– Não, obrigado. Não quero nada de nota fiscal paulista, nem mineira, baiana, gaúcha...
– Nota Fiscal Paulista é preconceito, né?
– Claro que não. É porque estamos em São Paulo, por isso tem esse nome.
– Será? Acho que é preconceito... devia ter outro nome.
– Imagina, imagina. Preconceito é outra coisa...
(fim de papo)
O diálogo acima se deu entre um senhor grisalho a fazer compras e uma caixa de supermercado. Eu vinha logo atrás, com uma tulipa em mãos, a presentear uma amiga de minha esposa, aniversariante naquele dia. O que soa engraçado na cena – e é, sem dúvida, inusitado – me fez pensar no significado que cada um dá as coisas.
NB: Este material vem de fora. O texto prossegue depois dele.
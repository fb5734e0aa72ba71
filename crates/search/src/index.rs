//! Flat vector index
//!
//! Stores embeddings row-major in a single buffer and answers top-k
//! queries by exact squared-Euclidean scan. Immutable after construction;
//! searches take `&self` and are safe to run concurrently.

use tracing::debug;
use tutorforge_common::errors::{AppError, Result};

/// A search hit: the vector-store position and its squared L2 distance.
#[derive(Debug, Clone, Copy, PartialEq)]
pub struct Neighbor {
    /// Position in construction order; resolves to the chunk with this id
    pub position: usize,
    /// Squared Euclidean distance to the query (smaller is closer)
    pub distance: f32,
}

/// In-memory exact nearest-neighbor structure over fixed-dimension vectors.
#[derive(Debug, Clone)]
pub struct FlatIndex {
    dimension: usize,
    // Row-major: vector i occupies data[i * dimension .. (i + 1) * dimension]
    data: Vec<f32>,
    len: usize,
}

impl FlatIndex {
    /// Build an index from embeddings in corpus order.
    ///
    /// The dimension is inferred from the first embedding and must be
    /// uniform; a mismatch or an empty input is a construction error and
    /// no index is produced.
    pub fn build(embeddings: Vec<Vec<f32>>) -> Result<Self> {
        let first = embeddings.first().ok_or(AppError::EmptyCorpus)?;
        let dimension = first.len();

        if dimension == 0 {
            return Err(AppError::DimensionMismatch {
                expected: 1,
                actual: 0,
            });
        }

        let len = embeddings.len();
        let mut data = Vec::with_capacity(len * dimension);

        for embedding in &embeddings {
            if embedding.len() != dimension {
                return Err(AppError::DimensionMismatch {
                    expected: dimension,
                    actual: embedding.len(),
                });
            }
            data.extend_from_slice(embedding);
        }

        debug!(vectors = len, dimension, "Flat index built");

        Ok(Self {
            dimension,
            data,
            len,
        })
    }

    /// Number of indexed vectors
    pub fn len(&self) -> usize {
        self.len
    }

    pub fn is_empty(&self) -> bool {
        self.len == 0
    }

    /// Embedding dimension
    pub fn dimension(&self) -> usize {
        self.dimension
    }

    /// Return the `k` nearest positions to the query, closest first.
    ///
    /// `k` is capped at the number of indexed vectors; asking for more
    /// neighbors than exist is not an error. Ties keep construction order.
    pub fn search(&self, query: &[f32], k: usize) -> Result<Vec<Neighbor>> {
        if query.len() != self.dimension {
            return Err(AppError::DimensionMismatch {
                expected: self.dimension,
                actual: query.len(),
            });
        }

        let k = k.min(self.len);
        if k == 0 {
            return Ok(Vec::new());
        }

        let mut neighbors: Vec<Neighbor> = self
            .data
            .chunks_exact(self.dimension)
            .enumerate()
            .map(|(position, row)| Neighbor {
                position,
                distance: squared_l2(query, row),
            })
            .collect();

        neighbors.sort_by(|a, b| {
            a.distance
                .partial_cmp(&b.distance)
                .unwrap_or(std::cmp::Ordering::Equal)
        });
        neighbors.truncate(k);

        Ok(neighbors)
    }
}

/// Squared Euclidean distance between two equal-length vectors.
fn squared_l2(a: &[f32], b: &[f32]) -> f32 {
    a.iter()
        .zip(b.iter())
        .map(|(x, y)| {
            let d = x - y;
            d * d
        })
        .sum()
}

#[cfg(test)]
mod tests {
    use super::*;

    fn sample_index() -> FlatIndex {
        FlatIndex::build(vec![
            vec![0.0, 0.0],
            vec![1.0, 0.0],
            vec![0.0, 1.0],
            vec![5.0, 5.0],
        ])
        .unwrap()
    }

    #[test]
    fn test_squared_l2() {
        assert_eq!(squared_l2(&[0.0, 0.0], &[3.0, 4.0]), 25.0);
        assert_eq!(squared_l2(&[1.0, 1.0], &[1.0, 1.0]), 0.0);
    }

    #[test]
    fn test_search_orders_closest_first() {
        let index = sample_index();
        let neighbors = index.search(&[0.1, 0.0], 4).unwrap();

        assert_eq!(neighbors.len(), 4);
        assert_eq!(neighbors[0].position, 0);
        assert_eq!(neighbors[1].position, 1);
        assert_eq!(neighbors[3].position, 3);
        for pair in neighbors.windows(2) {
            assert!(pair[0].distance <= pair[1].distance);
        }
    }

    #[test]
    fn test_k_larger_than_corpus_is_capped() {
        let index = sample_index();
        let neighbors = index.search(&[0.0, 0.0], 15).unwrap();

        assert_eq!(neighbors.len(), 4);

        // All positions represented exactly once, all in range.
        let mut positions: Vec<usize> = neighbors.iter().map(|n| n.position).collect();
        positions.sort_unstable();
        assert_eq!(positions, vec![0, 1, 2, 3]);
    }

    #[test]
    fn test_empty_input_is_rejected() {
        let err = FlatIndex::build(Vec::new()).unwrap_err();
        assert!(matches!(err, AppError::EmptyCorpus));
    }

    #[test]
    fn test_dimension_mismatch_is_fatal() {
        let err = FlatIndex::build(vec![vec![0.0, 1.0], vec![0.0, 1.0, 2.0]]).unwrap_err();
        assert!(matches!(
            err,
            AppError::DimensionMismatch {
                expected: 2,
                actual: 3
            }
        ));
    }

    #[test]
    fn test_query_dimension_checked() {
        let index = sample_index();
        let err = index.search(&[0.0, 0.0, 0.0], 2).unwrap_err();
        assert!(matches!(err, AppError::DimensionMismatch { .. }));
    }

    #[test]
    fn test_k_zero_returns_empty() {
        let index = sample_index();
        let neighbors = index.search(&[0.0, 0.0], 0).unwrap();
        assert!(neighbors.is_empty());
    }
}
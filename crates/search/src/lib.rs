//! TutorForge Search Library
//!
//! Exact nearest-neighbor search over chunk embeddings. Corpus sizes are
//! single documents, so the index is a flat structure scanned in full -
//! no quantization, no clustering, no approximation.

pub mod index;

pub use index::{FlatIndex, Neighbor};

use tracing::debug;
use tutorforge_common::embeddings::Embedder;
use tutorforge_common::errors::Result;

/// Embed chunk texts and build a flat index over them.
///
/// The embedding function is called with the full batch; order is
/// preserved, so index position `i` corresponds to `texts[i]`.
pub async fn build_index(embedder: &dyn Embedder, texts: &[String]) -> Result<FlatIndex> {
    let embeddings = embedder.embed_batch(texts).await?;

    debug!(
        text_count = texts.len(),
        model = embedder.model_name(),
        "Corpus embedded"
    );

    FlatIndex::build(embeddings)
}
A moça do supermercado, meio sem jeito, seguiu no atendimento dos poucos gatos pingados. Pensava, acho, no que tinha acabado de dizer. E eu, imaginava, o que ela pensava sobre o que havia dito.
Uma versão possível para mim é que, de certa forma, preconceito é tudo aquilo que não entendemos (ou não queremos entender) e, portanto, rechaçamos sem mais pensar. É o que podemos descobrir, compreender e conviver e, sem mais, ignoramos por comodismo, ignorância, desinformação. Em alguns por ideologias intolerantes.
A caixa do supermecado, a meu ver, respondeu no automático uma intervenção de um cliente que pretendia ser engraçado. Ela tentou interagir. Quando o cliente viu que sua intenção não foi recebida como tal, recuou, afinal, a discussão passava para algo mais complexo.
Em geral a reflexão requer dedicação. E temas importantes da sociedade costumam ser deixados de lado, em segundo plano. Mas a cena em questão me criou uma ideia curiosa: um diálogo entre a caixa e o senhor grisalho em que todos na fila acabariam se envolvendo. Os temas: nada de trânsito, futebol ou clima. Por que não trabalho escravo, aborto, política educacional ou cotas em universidades?
Não seria interessante e também engraçado? Um avanço, sem dúvida.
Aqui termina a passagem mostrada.